How your company may be like NBC’s The Office (and how insurance can help)
“The Office,” NBC
Okay, so your office is probably nothing like the one from the hit NBC show, The Office. You’re no Michael Scott and your boss looks (almost) nothing like Kathy Bates. You’re a professional after all!
Well, we have some bad news for you: every office has a bit of Dunder Mifflin in them…more than most would care to admit.
So let’s use our friends in Scranton as a teaching tool. We’ll look at general liability insurance through the lens of The Office: what it is, what coverages it provides…and the living hell Dunder Mifflin’s insurance broker must’ve lived through!
A general liability policy does many things. But at its core, its purpose is to protect the company when it’s held liable for a third party’s bodily injury, property damage, personal injury or advertising injury.
Let’s take a look at Episode 11 (“Booze Cruise”) where Michael was ordered by corporate to give a presentation on leadership to his employees. He haphazardly used the metaphor of a sinking ship (while on a ship) to illustrate the concept of prioritization:
“In five minutes, this ship is going to be at the bottom of the lake! And there aren’t enough spaces on the lifeboat! Who are we gonna save? Do we save sales? Do we save customer service? Do we save accounting?”
The metaphor was lost, tragically, on one innocent bystander who grabbed a life vest, opened the nearest window, and jumped into the lake. Now, this character apparently just got wet; nothing more serious happened.
But if he had hit his head, twisted an ankle, or worse, Dunder Mifflin would likely have been held liable (either by the injured party, the boat operator or their insurance companies) for any medical expenses and additional injury caused to this person due to Michael’s actions.
The Office episode entitled “Stress Relief” showed us how easy it is for a small business to be held liable for damage to the property of a third party.
In this episode, Dwight tries to disembowel a CPR dummy in an effort to preserve vital CPR dummy donor organs. But he doesn’t stop there: he also tries to carve the dummy’s face off to test the validity of a scene from The Silence of the Lambs (it’s business–it happens sometimes.)
If you’re a boss and find yourself on the hook for a $5,300 CPR dummy, you’ll be grateful for an insurance policy that protects you, right?

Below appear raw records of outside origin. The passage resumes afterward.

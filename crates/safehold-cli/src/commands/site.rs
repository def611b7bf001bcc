use anyhow::{Context, Result, bail};
use clap::Subcommand;

use safehold_core::StorageSite;
use safehold_core::storage::{BrowserSyncSite, FileSystemSite, RemoteApiSite};

use crate::output::create_table;
use crate::vault::{Vault, VaultError};

#[derive(Subcommand, Clone)]
pub enum Command {
    /// Keep a copy of the vault in a local file
    AddFs {
        /// Unique site name
        name: String,
        /// File to store the encrypted vault in
        path: String,
    },

    /// Keep a copy of the vault in browser-synchronized storage
    AddBrowser {
        name: String,
        /// Storage key the vault is kept under
        key: String,
    },

    /// Keep a copy of the vault with a remote API
    AddApi {
        name: String,
        /// Base URL of the API
        url: String,
        /// 16-byte record id as hex (random if omitted)
        #[arg(long)]
        record_id: Option<String>,
        /// Secret authenticating the record
        #[arg(long, env = "SAFEHOLD_API_SECRET", hide_env_values = true)]
        secret: String,
    },

    /// List configured storage sites
    List,

    /// Forget a storage site (its stored copy is left in place)
    Remove { name: String },
}

pub fn execute(vault: &mut Vault, command: Command) -> Result<()> {
    match command {
        Command::AddFs { name, path } => add(vault, FileSystemSite::new(name, path)),
        Command::AddBrowser { name, key } => add(vault, BrowserSyncSite::new(name, &key)),
        Command::AddApi {
            name,
            url,
            record_id,
            secret,
        } => {
            let record_id = match record_id {
                Some(hex_id) => parse_record_id(&hex_id)?,
                None => rand::random(),
            };
            add(vault, RemoteApiSite::new(name, &url, record_id, secret.as_bytes()))
        }
        Command::List => {
            list(vault);
            Ok(())
        }
        Command::Remove { name } => {
            if vault.manager.remove_site(&name).is_none() {
                return Err(VaultError::SiteNotFound(name).into());
            }
            vault.persist_sites()?;
            println!("Removed storage site '{name}'");
            Ok(())
        }
    }
}

fn add(vault: &mut Vault, site: impl Into<StorageSite>) -> Result<()> {
    let site = site.into();
    let name = site.name().to_string();
    let kind = site.kind();
    vault.manager.add_site(site)?;
    vault.persist_sites()?;
    println!("Added {kind} storage site '{name}'");
    Ok(())
}

fn list(vault: &Vault) {
    if vault.manager.sites().is_empty() {
        println!("No storage sites configured");
        return;
    }

    let mut table = create_table();
    table.set_header(vec!["Name", "Type", "Target"]);
    for site in vault.manager.sites() {
        table.add_row(vec![site.name().to_string(), site.kind().to_string(), target(site)]);
    }
    println!("{table}");
}

fn target(site: &StorageSite) -> String {
    let target = match site {
        StorageSite::FileSystem(fs) => fs.location().map(|p| p.display().to_string()),
        StorageSite::BrowserSync(browser) => browser.key().map(str::to_string),
        StorageSite::RemoteApi(api) => api
            .location()
            .map(|url| format!("{url} ({})", hex::encode(api.record_id()))),
    };
    target.unwrap_or_else(|e| format!("<{e}>"))
}

fn parse_record_id(hex_id: &str) -> Result<[u8; 16]> {
    let bytes = hex::decode(hex_id).context("Record id must be hex")?;
    match <[u8; 16]>::try_from(bytes.as_slice()) {
        Ok(id) => Ok(id),
        Err(_) => bail!("Record id must be 16 bytes, got {}", bytes.len()),
    }
}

In “The Cover-Up”, Darryl pranks Andy into becoming a whistleblower on a dangerous electrical flaw in Sabre’s printers. Even though it was a hoax, the printer actually ignites.
From an insurance perspective, Sabre has some potentially crippling product liability on its hands.
If one of these printers catches fire and causes a nearby house to burn down, they have a huge, public and potentially tragic loss on their hands. If this problem is systemic, they could be looking at massive suits from a large number of claimants.
Bear in mind that this doesn’t include whatever recall and regulatory costs might be incurred as a result of the defect (risks that can be covered by different insurance policies).
False arrest, detention, or imprisonment: detaining a person unlawfully on groundless accusations that the person has committed a crime.“Launch Party” should serve as a cautionary tale for pizza parlors and coupon aficionados the world over. In this episode, a pizza delivery man is held hostage by one of the employees at Dunder Mifflin for not adhering to the terms of a coupon.
If (and this is a big if) the judicial system somehow got involved and it was determined that this was actually unlawful imprisonment, a general liability policy would be the first place Dunder Mifflin’s legal team would turn.
We can all agree on one thing: Toby is the worst. Maybe you have someone in your office who is a Toby. (From the bottom of our hearts: we are so sorry. You don’t deserve it.)
In “Frame Toby”, Michael purchased “marijuana” and planted it in Toby’s desk. When it turned out that Michael had inadvertently purchased a baggie of caprese salad, his management tactics were (justifiably) brought to task.
If his plot had not been thwarted and Toby had been arrested for a crime he did not commit, Toby could file suit against Michael (and the company) for what he viewed to be a malicious prosecution.
The number of times someone is slandered in The Office is truly staggering, but the victims are usually employees of the company, effectively taking general liability out of the equation.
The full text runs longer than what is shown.